• Task description
Would you copy out the whole listing exactly as given?

━━━━━ Material provided

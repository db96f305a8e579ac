// Copyright 2016 spatial-rs Developers
//
// Licensed under the Apache License, Version 2.0, <LICENSE-APACHE or
// http://apache.org/licenses/LICENSE-2.0> or the MIT license <LICENSE-MIT or
// http://opensource.org/licenses/MIT>, at your option. This file may not be
// copied, modified, or distributed except according to those terms.

//! An N-dimensional, in-memory R*-tree spatial index.
//!
//! [`RTree`] stores axis-aligned bounding rectangles ([`Mbr`]) alongside
//! arbitrary items, keeping them organized for efficient overlap and
//! containment queries ([`RectQuery`]). Insertion follows Beckmann et al.'s
//! R*-tree: choose-subtree with overlap minimization near the leaves, split
//! by minimal margin/overlap/area, and forced reinsertion in place of an
//! immediate split where possible.

mod arena;
pub mod error;
pub mod mbr;
pub mod spatial;
pub mod tree;

use num_traits::{Bounded, Float, FromPrimitive, Signed, ToPrimitive};
use std::fmt::Debug;
use std::ops::{AddAssign, MulAssign};

pub use error::RTreeError;
pub use mbr::Mbr;
pub use spatial::{Spatial, WithMbr};
pub use tree::node::{Children, Leaf, LeafId, Node, NodeId};
pub use tree::query::{Everything, RectQuery, TreeQuery};
pub use tree::RTree;

/// The numeric coordinate type an [`RTree`] can be built over.
///
/// Bundles the handful of bounds the MBR algebra and R*-tree algorithm
/// actually need - floating point arithmetic and ordering, additive/
/// multiplicative assignment for the split margin accumulators, and
/// conversions used by the forced-reinsertion distance ranking.
pub trait FP: Float + Signed + Bounded + MulAssign + AddAssign + ToPrimitive + FromPrimitive + Copy + Debug + Default {}

impl<P> FP for P where P: Float + Signed + Bounded + MulAssign + AddAssign + ToPrimitive + FromPrimitive + Copy + Debug + Default {}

━━━━━━━━━━

• Solution to the exercise
repository db96f305a8e579ac
// Copyright 2016 spatial-rs Developers
//
// Licensed under the Apache License, Version 2.0, <LICENSE-APACHE or
// http://apache.org/licenses/LICENSE-2.0> or the MIT license <LICENSE-MIT or
// http://opensource.org/licenses/MIT>, at your option. This file may not be
// copied, modified, or distributed except according to those terms.

//! An N-dimensional, in-memory R*-tree spatial index.
//!
//! [`RTree`] stores axis-aligned bounding rectangles ([`Mbr`]) alongside
//! arbitrary items, keeping them organized for efficient overlap and
//! containment queries ([`RectQuery`]). Insertion follows Beckmann et al.'s
//! R*-tree: choose-subtree with overlap minimization near the leaves, split
//! by minimal margin/overlap/area, and forced reinsertion in place of an
//! immediate split where possible.

mod arena;
pub mod error;
pub mod mbr;
pub mod spatial;
pub mod tree;

use num_traits::{Bounded, Float, FromPrimitive, Signed, ToPrimitive};
use std::fmt::Debug;
use std::ops::{AddAssign, MulAssign};

pub use error::RTreeError;
pub use mbr::Mbr;
pub use spatial::{Spatial, WithMbr};
pub use tree::node::{Children, Leaf, LeafId, Node, NodeId};
pub use tree::query::{Everything, RectQuery, TreeQuery};
pub use tree::RTree;

/// The numeric coordinate type an [`RTree`] can be built over.
///
/// Bundles the handful of bounds the MBR algebra and R*-tree algorithm
/// actually need - floating point arithmetic and ordering, additive/
/// multiplicative assignment for the split margin accumulators, and
/// conversions used by the forced-reinsertion distance ranking.
pub trait FP: Float + Signed + Bounded + MulAssign + AddAssign + ToPrimitive + FromPrimitive + Copy + Debug + Default {}

impl<P> FP for P where P: Float + Signed + Bounded + MulAssign + AddAssign + ToPrimitive + FromPrimitive + Copy + Debug + Default {}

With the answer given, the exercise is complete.